Clinical trials of prevention of acquired epilepsy: New proof-of-concept approach to restart trials.

Abstract

Approximately 20% of epilepsy is caused by acute central nervous system insults such as traumatic brain injury (TBI), stroke, and infection. There is a latent period of weeks to years between the insult and epilepsy onset, which offers an opportunity to prevent epilepsy. No preventive treatments exist. Their development is a major unmet need in neurology. For logistical reasons, epilepsy acquired after TBI, posttraumatic epilepsy (PTE), is most suitable for epilepsy prevention studies.

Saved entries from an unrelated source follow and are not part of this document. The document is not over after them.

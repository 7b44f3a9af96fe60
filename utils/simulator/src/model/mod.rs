//! Interface to the hardware model under test.

mod arc;

use std::borrow::Cow;

pub use arc::{ArcModel, ModelDescription, StateInfo, StateType};

use crate::config::LogWindow;
use crate::regs::{self, RegisterLayout};

/// An observable or drivable pin of the difftest port.
#[derive(Debug, Clone, Copy, PartialEq, Eq, Hash)]
pub enum Pin {
    Gpr(u8),
    ThisPc,
    Mstatus,
    Sstatus,
    Mepc,
    Sepc,
    Mcause,
    Scause,
    Commit,
    ThisInst,
    IsMmio,
    IsRvc,
    IsRvc2,
    IntrNo,
    PrivilegeMode,
    IsMultiCommit,
    DifftestEnable,
    Finish,
}

impl Pin {
    /// Signal name on the generated top-level.
    pub fn signal_name(self) -> Cow<'static, str> {
        let name = match self {
            Self::Gpr(idx) => return Cow::Owned(format!("io_difftest_r_{idx}")),
            Self::ThisPc => "io_difftest_thisPC",
            Self::Mstatus => "io_difftest_mstatus",
            Self::Sstatus => "io_difftest_sstatus",
            Self::Mepc => "io_difftest_mepc",
            Self::Sepc => "io_difftest_sepc",
            Self::Mcause => "io_difftest_mcause",
            Self::Scause => "io_difftest_scause",
            Self::Commit => "io_difftest_commit",
            Self::ThisInst => "io_difftest_thisINST",
            Self::IsMmio => "io_difftest_isMMIO",
            Self::IsRvc => "io_difftest_isRVC",
            Self::IsRvc2 => "io_difftest_isRVC2",
            Self::IntrNo => "io_difftest_intrNO",
            Self::PrivilegeMode => "io_difftest_priviledgeMode",
            Self::IsMultiCommit => "io_difftest_isMultiCommit",
            Self::DifftestEnable => "io_difftestCtrl_enable",
            Self::Finish => "io_difftest_finish",
        };
        Cow::Borrowed(name)
    }

    /// Pin carrying register-vector slot `idx`.
    pub fn for_slot(idx: usize) -> Option<Self> {
        Some(match idx {
            0..regs::NR_GPR => Self::Gpr(idx as u8),
            regs::THIS_PC => Self::ThisPc,
            regs::MSTATUS => Self::Mstatus,
            regs::SSTATUS => Self::Sstatus,
            regs::MEPC => Self::Mepc,
            regs::SEPC => Self::Sepc,
            regs::MCAUSE => Self::Mcause,
            regs::SCAUSE => Self::Scause,
            _ => return None,
        })
    }

    /// Pins a model must provide for `layout`.
    pub fn required(layout: RegisterLayout) -> Vec<Pin> {
        let mut pins: Vec<Pin> = (0..layout.len()).filter_map(Pin::for_slot).collect();
        pins.push(Pin::Commit);
        pins
    }
}

/// A cycle-evaluated model of the core, e.g. a verilated or arcilator build.
pub trait HardwareModel {
    fn set_clock(&mut self, high: bool);

    fn set_reset(&mut self, asserted: bool);

    /// Settles the model for the current input values.
    fn eval(&mut self);

    fn read_pin(&self, pin: Pin) -> u64;

    /// Drives the model's log-control inputs. Models without them ignore it.
    fn set_log_window(&mut self, _window: &LogWindow) {}
}

impl<M: HardwareModel + ?Sized> HardwareModel for Box<M> {
    fn set_clock(&mut self, high: bool) {
        (**self).set_clock(high)
    }

    fn set_reset(&mut self, asserted: bool) {
        (**self).set_reset(asserted)
    }

    fn eval(&mut self) {
        (**self).eval()
    }

    fn read_pin(&self, pin: Pin) -> u64 {
        (**self).read_pin(pin)
    }

    fn set_log_window(&mut self, window: &LogWindow) {
        (**self).set_log_window(window)
    }
}
//! Waveform capture for the clock driver.

use std::cell::RefCell;
use std::fs::File;
use std::io::{self, BufWriter, Write};
use std::rc::Rc;

use camino::Utf8Path;
use vcd_ng::{IdCode, SimulationCommand, TimescaleUnit, Value, VecValue, Writer};

/// A traced signal of a [`WaveSource`].
#[derive(Debug, Clone, PartialEq, Eq)]
pub struct WaveSignal {
    pub name: String,
    pub width: u32,
}

/// A model whose signals can be recorded into a waveform.
pub trait WaveSource {
    fn wave_signals(&self) -> Vec<WaveSignal>;

    /// Current values, in [`wave_signals`](Self::wave_signals) order.
    fn wave_values(&self, out: &mut Vec<u64>);
}

pub trait TraceRecorder<M: ?Sized> {
    fn dump(&mut self, model: &M, timestamp: u64) -> io::Result<()>;

    fn flush(&mut self) -> io::Result<()>;

    fn close(&mut self) -> io::Result<()>;
}

/// Owns a recorder and the simulation time it is stamped with.
pub struct Trace<M: ?Sized> {
    recorder: Box<dyn TraceRecorder<M>>,
    time: u64,
    primed: bool,
    closed: bool,
}

impl<M: ?Sized> Trace<M> {
    pub fn new(recorder: Box<dyn TraceRecorder<M>>) -> Self {
        Self {
            recorder,
            time: 0,
            primed: false,
            closed: false,
        }
    }

    /// Records the state before the first evaluation. Only the first call
    /// has an effect.
    pub fn prime(&mut self, model: &M) -> io::Result<()> {
        if self.primed || self.closed {
            return Ok(());
        }
        self.primed = true;
        self.recorder.dump(model, self.time)?;
        self.recorder.flush()
    }

    /// Advances time by one phase and records it.
    pub fn advance(&mut self, model: &M) -> io::Result<()> {
        if self.closed {
            return Ok(());
        }
        self.time += 1;
        self.recorder.dump(model, self.time)?;
        self.recorder.flush()
    }

    pub fn time(&self) -> u64 {
        self.time
    }

    pub fn is_closed(&self) -> bool {
        self.closed
    }

    pub fn close(&mut self) -> io::Result<()> {
        if self.closed {
            return Ok(());
        }
        self.closed = true;
        self.recorder.close()
    }
}

/// `Write` handle that can be flushed from outside the VCD writer.
struct SharedSink<W>(Rc<RefCell<W>>);

impl<W: Write> Write for SharedSink<W> {
    fn write(&mut self, buf: &[u8]) -> io::Result<usize> {
        self.0.borrow_mut().write(buf)
    }

    fn flush(&mut self) -> io::Result<()> {
        self.0.borrow_mut().flush()
    }
}

/// Value-change-dump recorder for any [`WaveSource`].
pub struct VcdRecorder<W: Write> {
    writer: Writer<SharedSink<W>>,
    sink: Rc<RefCell<W>>,
    ids: Vec<(IdCode, u32)>,
    last: Vec<u64>,
    values: Vec<u64>,
    dumped: bool,
    closed: bool,
}

impl VcdRecorder<BufWriter<File>> {
    pub fn create<M: WaveSource + ?Sized>(path: &Utf8Path, model: &M) -> io::Result<Self> {
        let file = File::create(path)?;
        tracing::info!(%path, "enabling waves");
        Self::new(Rc::new(RefCell::new(BufWriter::new(file))), "TOP", model)
    }
}

impl<W: Write> VcdRecorder<W> {
    /// Writes the VCD header for `model`'s signals under `scope`.
    pub fn new<M: WaveSource + ?Sized>(
        sink: Rc<RefCell<W>>,
        scope: &str,
        model: &M,
    ) -> io::Result<Self> {
        let mut writer = Writer::new(SharedSink(sink.clone()));
        writer.timescale(1, TimescaleUnit::NS)?;
        writer.add_module(scope)?;
        let ids = model
            .wave_signals()
            .iter()
            .map(|signal| {
                let width = signal.width.max(1);
                writer
                    .add_wire(width, &signal.name.replace('/', "."))
                    .map(|id| (id, width))
            })
            .collect::<io::Result<Vec<_>>>()?;
        writer.upscope()?;
        writer.enddefinitions()?;

        Ok(Self {
            writer,
            sink,
            last: vec![0; ids.len()],
            values: Vec::with_capacity(ids.len()),
            ids,
            dumped: false,
            closed: false,
        })
    }

    fn write_value(&mut self, idx: usize) -> io::Result<()> {
        let (id, width) = self.ids[idx];
        let value = self.values[idx];
        if width == 1 {
            self.writer.change_scalar(id, bit(value, 0))
        } else {
            // Most significant bit first.
            let mut bits = VecValue::repeat(Value::V0, width as usize);
            for i in 0..width {
                bits.set_bit(i as usize, bit(value, width - 1 - i));
            }
            self.writer.change_vector(id, &bits)
        }
    }
}

fn bit(value: u64, idx: u32) -> Value {
    if (value >> idx) & 1 == 1 { Value::V1 } else { Value::V0 }
}

impl<M: WaveSource + ?Sized, W: Write> TraceRecorder<M> for VcdRecorder<W> {
    fn dump(&mut self, model: &M, timestamp: u64) -> io::Result<()> {
        if self.closed {
            return Ok(());
        }
        model.wave_values(&mut self.values);
        if self.values.len() != self.ids.len() {
            return Err(io::Error::new(
                io::ErrorKind::InvalidData,
                format!(
                    "model reported {} values for {} traced signals",
                    self.values.len(),
                    self.ids.len()
                ),
            ));
        }

        self.writer.timestamp(timestamp)?;
        if !self.dumped {
            self.dumped = true;
            self.writer.begin(SimulationCommand::Dumpvars)?;
            for idx in 0..self.ids.len() {
                self.write_value(idx)?;
            }
            self.writer.end()?;
        } else {
            for idx in 0..self.ids.len() {
                if self.values[idx] != self.last[idx] {
                    self.write_value(idx)?;
                }
            }
        }
        self.last.copy_from_slice(&self.values);
        Ok(())
    }

    fn flush(&mut self) -> io::Result<()> {
        self.sink.borrow_mut().flush()
    }

    fn close(&mut self) -> io::Result<()> {
        self.closed = true;
        self.sink.borrow_mut().flush()
    }
}
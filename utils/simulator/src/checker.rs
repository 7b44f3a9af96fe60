use crate::commit::CommitEvent;
use crate::reference::MismatchReport;
use crate::regs::RegisterVector;

#[derive(Debug, Clone, PartialEq, Eq)]
pub enum Verdict {
    Pass,
    Fail(MismatchReport),
}

impl Verdict {
    pub fn is_pass(&self) -> bool {
        matches!(self, Self::Pass)
    }
}

/// Verifies each commit of the core against an independent executor.
///
/// Implementations must be deterministic: the same sequence of `init` and
/// `step` inputs yields the same verdicts.
pub trait DifferentialChecker {
    /// Aligns the reference with the core's state at its first instruction.
    /// Called once per run, before any `step`.
    fn init(&mut self, regs: RegisterVector);

    /// Checks one commit, in cycle order.
    fn step(&mut self, regs: RegisterVector, event: CommitEvent) -> Verdict;
}

impl<C: DifferentialChecker + ?Sized> DifferentialChecker for Box<C> {
    fn init(&mut self, regs: RegisterVector) {
        (**self).init(regs)
    }

    fn step(&mut self, regs: RegisterVector, event: CommitEvent) -> Verdict {
        (**self).step(regs, event)
    }
}

/// Checker for stress runs and bring-up: accepts every commit.
#[derive(Debug, Default, Clone, Copy)]
pub struct NoChecker;

impl DifferentialChecker for NoChecker {
    fn init(&mut self, _regs: RegisterVector) {}

    fn step(&mut self, _regs: RegisterVector, _event: CommitEvent) -> Verdict {
        Verdict::Pass
    }
}
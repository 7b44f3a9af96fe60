//! Architectural register vector exchanged with the reference executor.
//!
//! Slot layout follows the difftest convention: `x0..x31`, then the PC of the
//! committing instruction, then (only for [`RegisterLayout::WithCsrs`]) six
//! privileged CSRs.

use std::fmt;
use std::ops::Index;

use serde::{Deserialize, Serialize};

pub const NR_GPR: usize = 32;
pub const THIS_PC: usize = 32;
pub const MSTATUS: usize = 33;
pub const SSTATUS: usize = 34;
pub const MEPC: usize = 35;
pub const SEPC: usize = 36;
pub const MCAUSE: usize = 37;
pub const SCAUSE: usize = 38;

const REG_NAMES: [&str; 39] = [
    "$0", "ra", "sp", "gp", "tp", "t0", "t1", "t2", "s0", "s1", "a0", "a1", "a2", "a3", "a4", "a5",
    "a6", "a7", "s2", "s3", "s4", "s5", "s6", "s7", "s8", "s9", "s10", "s11", "t3", "t4", "t5",
    "t6", "this_pc", "mstatus", "sstatus", "mepc", "sepc", "mcause", "scause",
];

/// Which slots a build of the core exposes.
#[derive(Debug, Clone, Copy, PartialEq, Eq, Default, Serialize, Deserialize, clap::ValueEnum)]
#[serde(rename_all = "kebab-case")]
pub enum RegisterLayout {
    /// General-purpose registers and PC only.
    GprOnly,
    /// Adds the machine/supervisor status, EPC and cause CSRs.
    #[default]
    WithCsrs,
}

impl RegisterLayout {
    pub const fn len(self) -> usize {
        match self {
            Self::GprOnly => THIS_PC + 1,
            Self::WithCsrs => SCAUSE + 1,
        }
    }

    pub const fn has_csrs(self) -> bool {
        matches!(self, Self::WithCsrs)
    }
}

/// ABI name of a register slot, `None` past the widest layout.
pub fn reg_name(idx: usize) -> Option<&'static str> {
    REG_NAMES.get(idx).copied()
}

#[derive(Clone, PartialEq, Eq)]
pub struct RegisterVector {
    layout: RegisterLayout,
    regs: Vec<u64>,
}

impl RegisterVector {
    pub fn new(layout: RegisterLayout) -> Self {
        Self {
            layout,
            regs: vec![0; layout.len()],
        }
    }

    /// Wraps raw slot values. Returns `None` when the length does not match
    /// the layout.
    pub fn from_slots(layout: RegisterLayout, regs: Vec<u64>) -> Option<Self> {
        (regs.len() == layout.len()).then_some(Self { layout, regs })
    }

    pub fn layout(&self) -> RegisterLayout {
        self.layout
    }

    pub fn get(&self, idx: usize) -> Option<u64> {
        self.regs.get(idx).copied()
    }

    /// Writes a slot. Out-of-layout indices are ignored.
    pub fn set(&mut self, idx: usize, value: u64) {
        if let Some(slot) = self.regs.get_mut(idx) {
            *slot = value;
        }
    }

    pub fn pc(&self) -> u64 {
        self.regs[THIS_PC]
    }

    pub fn set_pc(&mut self, pc: u64) {
        self.regs[THIS_PC] = pc;
    }

    pub fn as_slice(&self) -> &[u64] {
        &self.regs
    }

    pub fn as_mut_slice(&mut self) -> &mut [u64] {
        &mut self.regs
    }

    /// Slot indices whose values differ from `other`.
    pub fn diff<'a>(&'a self, other: &'a RegisterVector) -> impl Iterator<Item = usize> + 'a {
        self.regs
            .iter()
            .zip(other.regs.iter())
            .enumerate()
            .filter(|(_, (a, b))| a != b)
            .map(|(idx, _)| idx)
    }
}

impl Index<usize> for RegisterVector {
    type Output = u64;

    fn index(&self, idx: usize) -> &u64 {
        &self.regs[idx]
    }
}

impl fmt::Debug for RegisterVector {
    fn fmt(&self, f: &mut fmt::Formatter<'_>) -> fmt::Result {
        let mut map = f.debug_map();
        for (idx, value) in self.regs.iter().enumerate() {
            map.entry(&REG_NAMES[idx], &format_args!("0x{value:016x}"));
        }
        map.finish()
    }
}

In the past 20 years, preclinical PTE research has flourished, offering potential treatments to prevent PTE, but clinical development has been dormant. The major barrier in the development of PTE preventive treatment is the lack of a viable proof of concept (POC) trial design. PTE trials use the first late unprovoked posttraumatic seizure as an outcome measure, which necessitates a long (~2-year) follow-up and makes POC studies nonfeasible. A reliable biomarker of early PTE detection would allow shorter follow-up duration and facilitate POC studies, but such a biomarker is not yet available. Biomarker, POC, and randomized clinical trial studies have virtually identical designs in terms of patient inclusion and follow-up. Done sequentially, the studies would take a generation to complete. We propose a novel trial design for studies of PTE prevention that combines discovery of biomarker(s) of early PTE detection with POC study and uses an adaptive study POC-phase 3 continuation design approach to incorporate POC study into phase 3 study following an interim futility analysis after 6 months of treatment of the first 25% of the cohort, the POC population. This approach would establish a POC model for treatment of PTE prevention, shorten development of PTE prevention treatment, and reopen the door to clinical trials to prevent epilepsy.